After our tour of fancy houses (during which we actually saw the John Goodman on the porch of his own home petting a dog), Rich suggested we might be close to Ignatius’ home base:
At Constantinople Street he turned toward the river, sputtering and growling through a declining neighborhood until he reached a block of houses built in the 1880s and 90s, wooden Gothic and Gilded Age relics that dripped carving and scrollwork. … It was a neighborhood that had degenerated from Victorian to nothing in particular, a block that had moved into the twentieth century carelessly and uncaringly—and with very limited funds.
We decided to walk to Constantinople Street and find the house. So we walked. And walked. And walked. And walked. And it was much farther away than it looked on the map. And it started to sprinkle rain.
Finally, we found the street. But the house was another story.
The address that Patrolman Mancuso was looking for was the tiniest structure on the block. … A frozen banana tree, brown and stricken, languished against the front of the porch, the tree preparing to collapse as the iron fence had done long ago. Near the dead tree there was a slight mound of earth and a leaning Celtic cross cut from plywood. The 1946 Plymouth was parked in the front yard, its bumper pressed against the porch, its taillights blocking the brick sidewalk.
As much as I wanted to find this scene exactly, and several yards on the quiet, industrial street featured rusting relics and husks of some kind, we concluded that the Reilly house was certainly based upon these homes, but not any particular one.
So concluded our quest to find Ignatius (or at least Ignatius-related landmarks) and we took the bus back to Canal Street, where drunken revelers screeched like banshees, sported giant plastic breads and double-fisted icy alcohol bombs in cups shaped like vuvuzelas.
I could only imagine what Ignatius would say.
When a true genius appears in the world, you may know him by this sign, that the dunces are all in confederacy against him.

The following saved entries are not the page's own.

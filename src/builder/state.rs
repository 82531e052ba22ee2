//! Builder for a single state of a transition table.

use crate::core::EntryAction;
use std::collections::BTreeMap;
use std::fmt;
use std::rc::Rc;

/// Builder for one state: its outgoing transitions and entry action.
///
/// Destinations are plain names here; they are checked against the rest of
/// the table when the [`TableBuilder`](super::TableBuilder) is built.
/// Registering the same event twice keeps the last destination.
///
/// # Example
///
/// ```rust
/// use waymark::builder::StateBuilder;
///
/// let closed = StateBuilder::new("closed")
///     .on("OPEN", "open")
///     .on_enter(|| println!("Door closed"));
///
/// assert_eq!(closed.name(), "closed");
/// assert_eq!(closed.target("OPEN"), Some("open"));
/// ```
#[derive(Clone)]
pub struct StateBuilder {
    pub(crate) name: String,
    pub(crate) on: BTreeMap<String, String>,
    pub(crate) on_enter: Option<EntryAction>,
}

impl StateBuilder {
    /// Start describing the state called `name`.
    pub fn new(name: impl Into<String>) -> Self {
        Self {
            name: name.into(),
            on: BTreeMap::new(),
            on_enter: None,
        }
    }

    /// Move to `target` when `event` is received in this state.
    pub fn on(mut self, event: impl Into<String>, target: impl Into<String>) -> Self {
        self.on.insert(event.into(), target.into());
        self
    }

    /// Run `action` every time this state is entered.
    pub fn on_enter<F>(self, action: F) -> Self
    where
        F: Fn() + 'static,
    {
        self.entry_action(Rc::new(action))
    }

    /// Attach an already shared entry action.
    pub fn entry_action(mut self, action: EntryAction) -> Self {
        self.on_enter = Some(action);
        self
    }

    pub fn name(&self) -> &str {
        &self.name
    }

    /// Destination currently registered for `event`.
    pub fn target(&self, event: &str) -> Option<&str> {
        self.on.get(event).map(String::as_str)
    }

    /// Fold `other` into this state. Its events and entry action win.
    pub(crate) fn merge(&mut self, other: StateBuilder) {
        self.on.extend(other.on);
        if other.on_enter.is_some() {
            self.on_enter = other.on_enter;
        }
    }
}

impl fmt::Debug for StateBuilder {
    fn fmt(&self, f: &mut fmt::Formatter<'_>) -> fmt::Result {
        f.debug_struct("StateBuilder")
            .field("name", &self.name)
            .field("on", &self.on)
            .field("on_enter", &self.on_enter.is_some())
            .finish()
    }
}

#[cfg(test)]
mod tests {
    use super::*;

    #[test]
    fn on_registers_transition() {
        let state = StateBuilder::new("red").on("TIMER", "green");
        assert_eq!(state.target("TIMER"), Some("green"));
        assert_eq!(state.target("BOGUS"), None);
    }

    #[test]
    fn duplicate_event_keeps_last_target() {
        let state = StateBuilder::new("red")
            .on("TIMER", "green")
            .on("TIMER", "yellow");
        assert_eq!(state.target("TIMER"), Some("yellow"));
        assert_eq!(state.on.len(), 1);
    }

    #[test]
    fn state_without_events_is_allowed() {
        let state = StateBuilder::new("done");
        assert!(state.on.is_empty());
        assert!(state.on_enter.is_none());
    }

    #[test]
    fn merge_prefers_later_definitions() {
        let mut first = StateBuilder::new("closed")
            .on("OPEN", "open")
            .on("LOCK", "locked")
            .on_enter(|| {});
        first.merge(StateBuilder::new("closed").on("OPEN", "ajar"));

        assert_eq!(first.target("OPEN"), Some("ajar"));
        assert_eq!(first.target("LOCK"), Some("locked"));
        assert!(first.on_enter.is_some());
    }
}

P.S. If you liked Confederacy, be sure to check out the biography of the man behind it: Ignatius Rising: The Life of John Kennedy Toole. He’s a fascinating guy. The gist of his sad story is that he peddled his manuscript to a slew of publishing houses, only to receive one rejection after another. That, coupled with severe depression, debilitating headaches, an escalating drinking problem and declining mental health, led Toole to take his own life at age 31. Years later, his grieving mother continued to send his manuscript out to publishers, determined to give her son—and his talent—a lasting legacy. Eventually, the University of Louisiana Press picked the book up for a 2,500 copy run. A year later, A Confederacy of Dunces was awarded the Pulitzer Prize for Fiction.